Although this Hebrew word – “cut off” – often refers to destruction in general, here it adds a degree of vivid expression as David envisions God performing some dramatic plastic surgery by removing the lips and tongues of all the unreliable people who were speaking useless or hurtful words.
Such action would both reveal who the culprits were while also curbing their ability to keep on talking.
What a wonderful world it would be if this were so!
David goes on to describe the content of what these people were saying as “big words” (or “big things”).
Such a description implies that they were speaking grandiose things which sounded appealing but were rooted in pride and self-centeredness rather than the truth of God.
David describes these “big words” in the following verse.
People say whatever they want to say.
(v.
4)
They say, “With our tongue we will prevail,
our lips are with us –
who is our master?”
This is what people were saying.
“With our tongue we will prevail” means that they believed they could determine their destiny and change their world by spreading their words and ideas.
They believed that they would conquer the world by using their words as their primary weapon.
“Our lips are with us” portrays their lips as though they were soldiers who were enlisted into their army and under their command.
“Who is our master?”
continues this idea, indicating that these people believed they had no obligation to follow the words of any other authority – esp.
God and also his chosen king, David.
They would do as they pleased, and no one could tell them otherwise or judge them for doing so.
What God says is what matters.
(v. 5)
“Because of the oppression of the afflicted, because of the groaning of the needy,
now I will rise up,” says Yahweh,
“I will place him in the safety for which he longs.”
Here at the center of the psalm, David pivots from the words of ungodly people to the words of God.
He quickly and clearly contradicts their claim that would have no one speaking over them.
By placing their words in direct contrast to God’s words, shines the light of a much greater reality onto their dishonest talk and useless plans.
David envisions God himself responding to their godless claims.
Their self-centered words and plans were causing other people to be “afflicted” and to become “needy.”
As they served themselves, they failed to serve the best interests of other people and caused pain and heartache in other’s lives.
To this, God said he would arise.
He would rise up and take action against those who damaged others by their self-centered words and plans.
He would rescue those who were suffering and restore them to safety, free from the hardships and negative effects of all that godless people were saying.

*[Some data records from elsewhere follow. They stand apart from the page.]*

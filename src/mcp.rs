//! MCP server implementation using rmcp.
//!
//! Exposes the execution pipeline as a single `run_code` tool.

use std::sync::Arc;

use rmcp::handler::server::router::tool::ToolRouter;
use rmcp::handler::server::wrapper::Parameters;
use rmcp::model::{CallToolResult, Content, Implementation, ServerCapabilities, ServerInfo};
use rmcp::schemars;
use rmcp::transport::stdio;
use rmcp::{tool, tool_handler, tool_router, ErrorData as McpError, ServerHandler, ServiceExt};
use schemars::JsonSchema;
use serde::Deserialize;
use tracing::{error, info};

use crate::error::Error;
use crate::executor::{ExecutionProfile, Executor};
use crate::language::Language;

/// MCP server for sandboxed code execution.
#[derive(Clone)]
pub struct SandboxServer {
    executor: Arc<Executor>,
    tool_router: ToolRouter<Self>,
}

/// Parameters for the `run_code` tool.
#[derive(Debug, Deserialize, JsonSchema)]
pub struct RunCodeParams {
    /// The language of the submission (e.g., "python", "javascript", "cpp").
    #[schemars(description = "The language of the submission: 'python', 'javascript' or 'cpp'")]
    pub language: String,

    /// The source code to compile and run.
    #[schemars(description = "The source code to compile and run")]
    pub code: String,
}

fn supported_languages() -> Vec<&'static str> {
    Language::ALL.iter().map(|lang| lang.as_str()).collect()
}

#[tool_router]
impl SandboxServer {
    /// Create a new sandbox server.
    pub fn new(executor: Arc<Executor>) -> Self {
        Self {
            executor,
            tool_router: Self::tool_router(),
        }
    }

    /// Compile (if needed) and run code in a disposable container.
    #[tool(description = "Run code in a disposable, network-less container and return its output")]
    async fn run_code(
        &self,
        Parameters(params): Parameters<RunCodeParams>,
    ) -> Result<CallToolResult, McpError> {
        info!(language = %params.language, code_len = params.code.len(), "Running code");

        let executor = Arc::clone(&self.executor);
        let RunCodeParams { language, code } = params;
        let joined = tokio::spawn(async move {
            executor
                .execute(&code, &language, ExecutionProfile::Interactive)
                .await
        })
        .await
        .map_err(|e| McpError::internal_error(format!("Execution task failed: {e}"), None))?;

        match joined {
            Ok(result) => {
                let is_error = !result.is_success();

                // Combine stdout/stderr
                let output = if result.stderr.is_empty() {
                    result.stdout
                } else if result.stdout.is_empty() {
                    result.stderr
                } else {
                    format!("{}\n--- stderr ---\n{}", result.stdout, result.stderr)
                };

                if is_error {
                    Ok(CallToolResult::error(vec![Content::text(output)]))
                } else {
                    Ok(CallToolResult::success(vec![Content::text(output)]))
                }
            }
            Err(Error::UnsupportedLanguage(id)) => Err(McpError::invalid_params(
                format!(
                    "Unsupported language: '{id}'. Available: {:?}",
                    supported_languages()
                ),
                None,
            )),
            Err(e) => {
                error!(error = %e, "Execution failed");
                Ok(CallToolResult::error(vec![Content::text(format!(
                    "Execution error: {e}"
                ))]))
            }
        }
    }
}

#[tool_handler]
impl ServerHandler for SandboxServer {
    fn get_info(&self) -> ServerInfo {
        let languages = supported_languages();

        ServerInfo {
            protocol_version: rmcp::model::ProtocolVersion::V_2024_11_05,
            capabilities: ServerCapabilities::builder().enable_tools().build(),
            server_info: Implementation {
                name: "lintx-runner".into(),
                version: env!("CARGO_PKG_VERSION").into(),
                title: None,
                icons: None,
                website_url: None,
            },
            instructions: Some(format!(
                "Run untrusted code in disposable containers without network access.\n\
                 Supported languages: {languages:?}\n\
                 \n\
                 Use the 'run_code' tool with:\n\
                 - language: one of {languages:?}\n\
                 - code: the program to run"
            )),
        }
    }
}

/// Serve the sandbox server over stdio.
pub async fn serve_stdio(executor: Arc<Executor>) -> anyhow::Result<()> {
    let server = SandboxServer::new(executor);

    info!("Starting MCP server on stdio");

    let service = server
        .serve(stdio())
        .await
        .map_err(|e| anyhow::anyhow!("Failed to start MCP server: {e}"))?;

    service
        .waiting()
        .await
        .map_err(|e| anyhow::anyhow!("MCP server error: {e}"))?;

    Ok(())
}

#[cfg(test)]
mod tests {
    use super::*;
    use crate::backend::{InvocationOutput, IsolationBackend};
    use crate::executor::tests::{exited, test_config, MockBackend};

    fn server(dir: &tempfile::TempDir, backend: MockBackend) -> SandboxServer {
        let backend: Arc<dyn IsolationBackend> = Arc::new(backend);
        let executor = Executor::new(&test_config(dir), backend).unwrap();
        SandboxServer::new(Arc::new(executor))
    }

    fn params(language: &str, code: &str) -> Parameters<RunCodeParams> {
        Parameters(RunCodeParams {
            language: language.to_string(),
            code: code.to_string(),
        })
    }

    #[tokio::test]
    async fn test_run_code_success() {
        let dir = tempfile::tempdir().unwrap();
        let server = server(&dir, MockBackend::new(|_| Ok(exited(0, "hi\n", ""))));

        let result = server.run_code(params("python", "print('hi')")).await.unwrap();
        assert!(!result.is_error.unwrap_or(false));
    }

    #[tokio::test]
    async fn test_run_code_timeout_is_tool_error() {
        let dir = tempfile::tempdir().unwrap();
        let server = server(&dir, MockBackend::new(|_| Ok(InvocationOutput::timed_out())));

        let result = server
            .run_code(params("javascript", "while(true){}"))
            .await
            .unwrap();
        assert!(result.is_error.unwrap_or(false));
    }

    #[tokio::test]
    async fn test_run_code_unknown_language() {
        let dir = tempfile::tempdir().unwrap();
        let server = server(&dir, MockBackend::echo());

        let result = server.run_code(params("cobol", "DISPLAY 'HI'.")).await;
        assert!(result.is_err());
    }

    #[test]
    fn test_info_lists_languages() {
        let dir = tempfile::tempdir().unwrap();
        let info = server(&dir, MockBackend::echo()).get_info();
        let instructions = info.instructions.unwrap();
        assert!(instructions.contains("python"));
        assert!(instructions.contains("cpp"));
    }
}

God’s words are the words you can rely on.
(vv.
6-8)
The words of Yahweh are pure words,
as silver refined in a furnace of clay, refined seven times.
You, Yahweh, will protect them;
you will preserve them from this generation forever.
All around, the wicked are walking
as that which is worthless is exalted among the children of man.
Having contrasted the words of godless people with the words spoken by God, David reaches some final conclusions.
First, he recognizes the reliability of whatever God says.
Unlike the grandiose words of ungodly people, which seem so powerful and yet are genuinely worthless and powerless in the end, the words of God are pure – very pure.
Unlike the “double-hearted” words of people who say one thing but think another, God thinks and says one thing.
He says what he thinks, and he thinks what he says.
On this we can rely.
David describes this reliability with a metaphor of raw, precious metal – such as silver or gold – that becomes pure after a meticulous process of heating that element to increasing temperatures until all other elements and impurities rise to the top and are removed.
So, God’s word is like purified silver.
It is what it is.
He does not say wicked, worthless, dishonest, or deceptive things.
He only speaks the truth, and what he says always happens exactly as he said it would.
That’s why David felt confident that God would preserve his people, despite all their suffering, to the end of time.
That’s the second conclusion David reaches here.
Why?
Because that’s what God said he would do.
Unlike so many people in our lives who say things which never actually come to pass, whatever God says he will do.